There should be a rod or stiff wire connection from a hole or bolt in the rubber Roller arm/carriers almost directly under the cog of the metal roller. On the metal roller there should be a swinging ratcheted hook device. The Rubber roller arm/carrier and that hooked swinging device are connected by a connecting rod. In operation the hooked swinging arm is hooked over the ratcheted cog of the metal roller. The machine in motion will move the hook forward on the metal roller ratchet and drag the metal roller “backwards” causing the ink in the ink duct to be thinly drawn between the blade and the metal roller. The blade is usually adjusted sweetly up to the metal roller and that provides the control of the amount of ink thus transferred to the top rubber roller, which, as part of the cycle puts ink on to the disc. The rest from that point you’ll know. It is important to know that apart from the ability to load a lot of ink on to the disk by opening up the distance between the metal roller and the under metal wiper blade by wing screw adjustment, you can also get a “U” bold attachment on to the rubber roller arm. This U bolt can be released and tilted forward or backward giving much more movement to the ratchet hook on the metal duct roller.
Another important thing to do is to back off the whole ink duct in your very first initial setup. Lock it there with the bolts underneath. Bring the platen to the impression part of the cycle/closed, by hand-turning the flywheel. Impression ON! At that stage loosen the locking bolts under the ink duct and move the duct towards the top rubber inking roller just kissing the rubber roller, [you should have a very thin amount of ink on the metal roller] so when they touch about 1/8th of an inch ink mark is made on the rubber roller. Judicious use of the wing nuts will allow you to control the amount of ink flow anywhere along the metal roller. Some machinist help themselves by making a little lead wedge to keep bulk ink away from that part of the roller. That thin line of ink must be the same width all along the rubber roller. And finally, don’t try and increase the width of that ink line as it will be possible over many impressions to loosen the rubber on the roller spindle and ruin it. You will note that if you are running a quite heavy form, requiring a lot of impression, that the rubber transfer roller could even not make contact with the metal duct roller, due to the enforced speading of various worn pivots and guards. The option is to advance the ink duct for that specific job or better still put it on a cylinder press.
William Amer, Rockley NSW

If there are no deep scored scratches in the fountain roller, you should be able to get the surface rust off the parts with some rubbing compound. No need to machine down the roller or blade if they are not deeply scored.

Take a look at how it turns and is linked, and make certain you oil the moving parts before using, then adjust to the top roller when on impression as William has described, and you will be in business.

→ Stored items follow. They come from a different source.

impl Discovery {
    pub fn new(
        matcher: Arc<DiscoveryContainerMatcher>,
        tracker: ContainerTracker,
        runtime: Arc<dyn ContainerRuntime>,
    ) -> Self {
        Self {
            matcher,
            tracker,
            runtime,
        }
    }

    /// Reconciles the tracker with the full container population of the
    /// host. Tracked containers the runtime no longer reports are removed.
    pub async fn scan(&self) -> Result<usize, crate::runtime::RuntimeError> {
        let filter = ContainerFilter {
            all: true,
            labels: Vec::new(),
        };
        let containers = self.runtime.find_containers(&filter).await?;

        let mut seen = HashSet::new();
        let mut classified = 0;
        for container in &containers {
            seen.insert(container.id.clone());
            let Some(classification) = self.matcher.match_container(container) else {
                continue;
            };
            let service = classification.key();
            classified += 1;
            if let Err(e) = self.settle(&service, container) {
                log::warn!("Discovery of {}: {}", container.short_id(), e);
            }
        }

        for service in self.tracker.services() {
            for gone in self.tracked(&service) {
                if seen.contains(&gone.id) {
                    continue;
                }
                if let Err(e) = self.tracker.removed(&service, &gone) {
                    log::warn!("Discovery of {}: {}", gone.short_id(), e);
                }
            }
        }

        log::debug!(
            "Scan found {} containers, {} classified",
            containers.len(),
            classified
        );
        Ok(classified)
    }

    /// Applies one runtime event to the tracker.
    pub async fn observe(&self, event: &ContainerEvent) -> Result<(), TrackerError> {
        let container = match event.kind {
            ContainerEventKind::Destroy => event.snapshot(),
            ContainerEventKind::Other(_) => return Ok(()),
            // Events carry no environment, which classification may need
            _ => match self.runtime.inspect_container(&event.id).await {
                Ok(Some(container)) => container,
                Ok(None) => event.snapshot(),
                Err(e) => {
                    log::warn!("Failed to inspect container {}: {}", event.id, e);
                    event.snapshot()
                }
            },
        };

        let Some(classification) = self.matcher.match_container(&container) else {
            if event.kind == ContainerEventKind::Destroy {
                self.tracker.forget(&event.id);
            }
            return Ok(());
        };
        let service = classification.key();

        let current = self.tracker.current_state(&service, &container.id);
        match event.kind {
            ContainerEventKind::Create => self.tracker.starting(&service, &container),
            ContainerEventKind::Start => self.tracker.running(&service, &container),
            ContainerEventKind::Kill if current == Some(ContainerState::Running) => {
                self.tracker.stopping(&service, &container)
            }
            ContainerEventKind::Die => {
                let stopping = current == Some(ContainerState::Stopping);
                let clean = container.exit_code == Some(0)
                    && current != Some(ContainerState::Starting);
                if stopping || clean {
                    self.tracker.stopped(&service, &container)
                } else {
                    self.tracker.died(&service, &container)
                }
            }
            ContainerEventKind::Destroy => self.tracker.removed(&service, &container),
            // A stop follows the die that already settled the machine
            ContainerEventKind::Kill | ContainerEventKind::Stop | ContainerEventKind::Other(_) => {
                Ok(())
            }
        }
    }

    /// Follows runtime events until `true` arrives on `stop`, rescanning every
    /// `scan_every`. A broken event stream triggers a reconnect.
    pub async fn watch(self: Arc<Self>, scan_every: Duration, mut stop: mpsc::Receiver<bool>) {
        log::info!("Discovery started");
        let mut events = self.runtime.events();
        let mut rescan = tokio::time::interval(scan_every);

        loop {
            tokio::select! {
                maybe_stop = stop.recv() => {
                    if maybe_stop.unwrap_or(true) {
                        break;
                    }
                }
                maybe_event = events.next() => {
                    match maybe_event {
                        Some(Ok(event)) => {
                            if let Err(e) = self.observe(&event).await {
                                log::warn!("Event {:?} for {}: {}", event.kind, event.id, e);
                            }
                        }
                        Some(Err(e)) => {
                            log::warn!("Container event stream failed: {}", e);
                            events = self.resubscribe().await;
                        }
                        None => {
                            log::warn!("Container event stream ended");
                            events = self.resubscribe().await;
                        }
                    }
                }
                _ = rescan.tick() => {
                    if let Err(e) = self.scan().await {
                        log::warn!("Container scan failed: {}", e);
                    }
                }
            }
        }
        log::info!("Discovery stopped");
    }

    async fn resubscribe(&self) -> crate::runtime::ContainerEvents {
        tokio::time::sleep(RECONNECT_DELAY).await;
        if let Err(e) = self.runtime.reconnect() {
            log::error!(target: "herdsman::exception", "Reconnect to the container runtime failed: {}", e);
        }
        // Missed events are recovered by the scan right after
        if let Err(e) = self.scan().await {
            log::warn!("Container scan failed: {}", e);
        }
        self.runtime.events()
    }

    /// Moves the machine of `container` to the state the runtime reports,
    /// unless it is already there.
    fn settle(&self, service: &str, container: &Container) -> Result<(), TrackerError> {
        let current = self.tracker.current_state(service, &container.id);
        if container.running {
            return match current {
                Some(ContainerState::Running) => Ok(()),
                _ => self.tracker.running(service, container),
            };
        }
        match current {
            Some(ContainerState::Stopped | ContainerState::Failed) => Ok(()),
            // Created but never started
            Some(ContainerState::Starting) | None if container.started_at.is_none() => Ok(()),
            Some(ContainerState::Running | ContainerState::Stopping) | None
                if container.exit_code == Some(0) =>
            {
                self.tracker.stopped(service, container)
            }
            _ => self.tracker.died(service, container),
        }
    }

    fn tracked(&self, service: &str) -> Vec<Container> {
        let mut tracked = Vec::new();
        self.tracker.visit_versions(service, &mut |group| {
            tracked.extend(group.instances().map(|fsm| Container {
                id: fsm.custom_data().clone(),
                image: group.image().to_string(),
                ..Default::default()
            }));
        });
        tracked
    }
}
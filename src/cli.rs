use std::{path::PathBuf, sync::OnceLock};

use clap::Parser;

/// Per-host container orchestration agent.
#[derive(Parser, Debug)]
#[command(version, about, long_about = None)]
pub struct Args {
    /// Path to the config file.
    #[arg(short, long, default_value = "herdsman.toml")]
    pub config: PathBuf,

    /// Seconds between full container scans. Overrides the config file.
    #[arg(long)]
    pub scan_interval: Option<u64>,

    /// Scan once, run one reconciliation pass per service and exit.
    #[arg(long, default_value_t = false)]
    pub once: bool,
}

static ARGS: OnceLock<Args> = OnceLock::new();

pub fn get_cli_args() -> &'static Args {
    ARGS.get_or_init(Args::parse)
}

#[cfg(test)]
mod tests {
    use super::*;

    #[test]
    fn test_defaults() {
        let args = Args::parse_from(["herdsman"]);
        assert_eq!(args.config, PathBuf::from("herdsman.toml"));
        assert_eq!(args.scan_interval, None);
        assert!(!args.once);
    }

    #[test]
    fn test_overrides() {
        let args = Args::parse_from([
            "herdsman",
            "-c",
            "/etc/herdsman.toml",
            "--scan-interval",
            "15",
            "--once",
        ]);
        assert_eq!(args.config, PathBuf::from("/etc/herdsman.toml"));
        assert_eq!(args.scan_interval, Some(15));
        assert!(args.once);
    }
}
use std::collections::HashMap;

use regex::Regex;
use serde::{Deserialize, Serialize};

use super::Container;
use crate::tracker::parse_image;

#[derive(Debug, thiserror::Error)]
pub enum MatchError {
    #[error("Invalid pattern '{pattern}': {source}")]
    InvalidPattern {
        pattern: String,
        #[source]
        source: regex::Error,
    },
    #[error("Rule for {domain}/{service} is already registered")]
    Duplicate { domain: String, service: String },
}

fn compile(pattern: &str) -> Result<Regex, MatchError> {
    Regex::new(pattern).map_err(|source| MatchError::InvalidPattern {
        pattern: pattern.to_string(),
        source,
    })
}

#[derive(Debug, Clone, Serialize, Deserialize, PartialEq, Eq)]
pub struct ImageSpec {
    pub repository: String,
    #[serde(default)]
    pub tag: Option<String>,
}

impl ImageSpec {
    fn matches(&self, image: &str) -> bool {
        match &self.tag {
            Some(tag) => image
                .strip_prefix(self.repository.as_str())
                .and_then(|rest| rest.strip_prefix(':'))
                .is_some_and(|rest| rest == tag),
            None => image.starts_with(&self.repository),
        }
    }
}

/// A conjunction of optional predicates. Patterns are unanchored regexes.
#[derive(Debug, Clone, Default, Serialize, Deserialize, PartialEq, Eq)]
pub struct RuleUnion {
    /// Label key to pattern for its value.
    #[serde(default)]
    pub labels: HashMap<String, String>,
    /// Patterns matched against `KEY=VALUE` pairs.
    #[serde(default)]
    pub env: Vec<String>,
    #[serde(default)]
    pub name: Option<String>,
}

#[derive(Debug, Clone, Serialize, Deserialize, PartialEq, Eq)]
pub struct MatchContainerRule {
    pub image: ImageSpec,
    #[serde(default)]
    pub port: Option<u16>,
    #[serde(default)]
    pub match_all: Vec<RuleUnion>,
    #[serde(default)]
    pub match_first: Vec<RuleUnion>,
}

/// What to watch for one service: a match rule, optionally restricted to
/// image tags matching `qualify_tag`.
#[derive(Debug, Clone, Serialize, Deserialize, PartialEq, Eq)]
pub struct WatchContainerSpec {
    #[serde(default)]
    pub qualify_tag: Option<String>,
    #[serde(flatten)]
    pub rule: MatchContainerRule,
}

#[derive(Debug)]
struct CompiledUnion {
    labels: Vec<(String, Regex)>,
    env: Vec<Regex>,
    name: Option<Regex>,
}

impl CompiledUnion {
    fn new(union: &RuleUnion) -> Result<Self, MatchError> {
        let mut labels = union
            .labels
            .iter()
            .map(|(key, pattern)| Ok((key.clone(), compile(pattern)?)))
            .collect::<Result<Vec<_>, MatchError>>()?;
        labels.sort_by(|a, b| a.0.cmp(&b.0));
        Ok(Self {
            labels,
            env: union
                .env
                .iter()
                .map(|p| compile(p))
                .collect::<Result<_, _>>()?,
            name: union.name.as_deref().map(compile).transpose()?,
        })
    }

    /// Every label predicate must hold: the number of satisfied predicates is
    /// compared with the number of predicates, independent of map order.
    fn labels_match(&self, container: &Container) -> bool {
        let matched = self
            .labels
            .iter()
            .filter(|(key, pattern)| {
                container
                    .labels
                    .get(key)
                    .is_some_and(|value| pattern.is_match(value))
            })
            .count();
        matched == self.labels.len()
    }

    /// Every predicate needs an environment entry of its own. Entries are
    /// assigned with augmenting paths so the outcome does not depend on the
    /// order of either list.
    fn env_matches(&self, container: &Container) -> bool {
        let candidates: Vec<Vec<usize>> = self
            .env
            .iter()
            .map(|pattern| {
                container
                    .env
                    .iter()
                    .enumerate()
                    .filter(|(_, pair)| pattern.is_match(pair))
                    .map(|(i, _)| i)
                    .collect()
            })
            .collect();

        let mut owner: Vec<Option<usize>> = vec![None; container.env.len()];
        (0..candidates.len()).all(|predicate| {
            let mut seen = vec![false; container.env.len()];
            assign_entry(predicate, &candidates, &mut owner, &mut seen)
        })
    }

    fn name_matches(&self, container: &Container) -> bool {
        self.name
            .as_ref()
            .is_none_or(|pattern| pattern.is_match(&container.name))
    }

    fn matches(&self, container: &Container) -> bool {
        self.labels_match(container) && self.env_matches(container) && self.name_matches(container)
    }
}

#[derive(Debug)]
pub struct CompiledRule {
    image: ImageSpec,
    port: Option<u16>,
    qualify_tag: Option<Regex>,
    match_all: Vec<CompiledUnion>,
    match_first: Vec<CompiledUnion>,
}

impl CompiledRule {
    pub fn new(spec: &WatchContainerSpec) -> Result<Self, MatchError> {
        let rule = &spec.rule;
        Ok(Self {
            image: rule.image.clone(),
            port: rule.port,
            qualify_tag: spec.qualify_tag.as_deref().map(compile).transpose()?,
            match_all: rule
                .match_all
                .iter()
                .map(CompiledUnion::new)
                .collect::<Result<_, _>>()?,
            match_first: rule
                .match_first
                .iter()
                .map(CompiledUnion::new)
                .collect::<Result<_, _>>()?,
        })
    }

    pub fn matches(&self, container: &Container) -> bool {
        if !self.image.matches(&container.image) {
            return false;
        }
        if let Some(qualify) = &self.qualify_tag {
            let (_, tag) = parse_image(&container.image);
            if !qualify.is_match(tag) {
                return false;
            }
        }
        // Ports of a stopped container cannot be verified
        if let Some(port) = self.port {
            if container.running && !container.exposes(port) {
                return false;
            }
        }
        if self.match_all.is_empty() && self.match_first.is_empty() {
            return true;
        }
        self.match_all.iter().all(|u| u.matches(container))
            && (self.match_first.is_empty() || self.match_first.iter().any(|u| u.matches(container)))
    }
}

/// Finds an entry for `predicate`, moving earlier assignments when needed.
fn assign_entry(
    predicate: usize,
    candidates: &[Vec<usize>],
    owner: &mut [Option<usize>],
    seen: &mut [bool],
) -> bool {
    for &entry in &candidates[predicate] {
        if seen[entry] {
            continue;
        }
        seen[entry] = true;
        let free = match owner[entry] {
            None => true,
            Some(other) => assign_entry(other, candidates, owner, seen),
        };
        if free {
            owner[entry] = Some(predicate);
            return true;
        }
    }
    false
}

Since the disk turns, you can’t control ink being carried to individual parts of the form as you can with a cylinder press, but adding a tiny stripe of ink at each impression helps to keep the inking more uniform throughout a run, and helps a lot with longer press runs or when printing multiple forms which must match from beginning to end (like a bound book).

Thank so much!!! I will get back to you with any questions or a success story when we try what you both suggested. I will upload an actual picture of our fountain too. The above picture was loaded as an example in a pinch. You guys are awesome!

The roller on my fountain has been caked with ink for a long time. Can I just sand this down with a fine grit sand paper, should I really take it somewhere to be turned, or is there a good way of getting all that caked ink off? It doesn’t seem to have any gouges in it but it’s more black than silver.

If you’re trying to get dried ink off, try Easy Off Oven Cleaner, the original (stinky) stuff. It’s effectively spray on lye. I had hard dry ink dried on a Plexiglas mixing board and while laqauer thinner would hardly touch it, the Easy Off took it right down and it rinsed off clean. Do NOT use on aluminum (none on the fountain but just the same).

I use the Easy-off in restoring old rollers, and have used it for stripping ink as Montana Mike suggests. Just remember to dry and oil up any surfaces after the process or rust will come.

Thanks. I picked up the heavy-duty as the only other option they had was the “fume-free” kind and will be giving that a try this weekend.

The Easy-off was fantastic. Cleaned it right up. Under all the ink there was/are some scratches that seem to be, at most, half a millimeter deep. Since it’s just the fountain roller do the surface scratches really matter or should I look at having it turned?

Haven’t used it yet so I guess it wouldn’t hurt just giving it a try.

The Easy-off was fantastic. Cleaned it right up. Under all the ink there was/are some scratches that seem to be, at most, half a millimeter deep. Since it’s just the fountain roller do the surface scratches really matter or should I look at having it turned?

Haven’t used it yet so I guess it wouldn’t hurt just giving it a try.

The scratches will make the added ink from the fountain a bit uneven, but you can compensate for that with adjustment of the fountain keys. Make sure the gap between the roller and the blade is completely free of dirt and grit — it was their presence that caused the scratches. No point in adding more!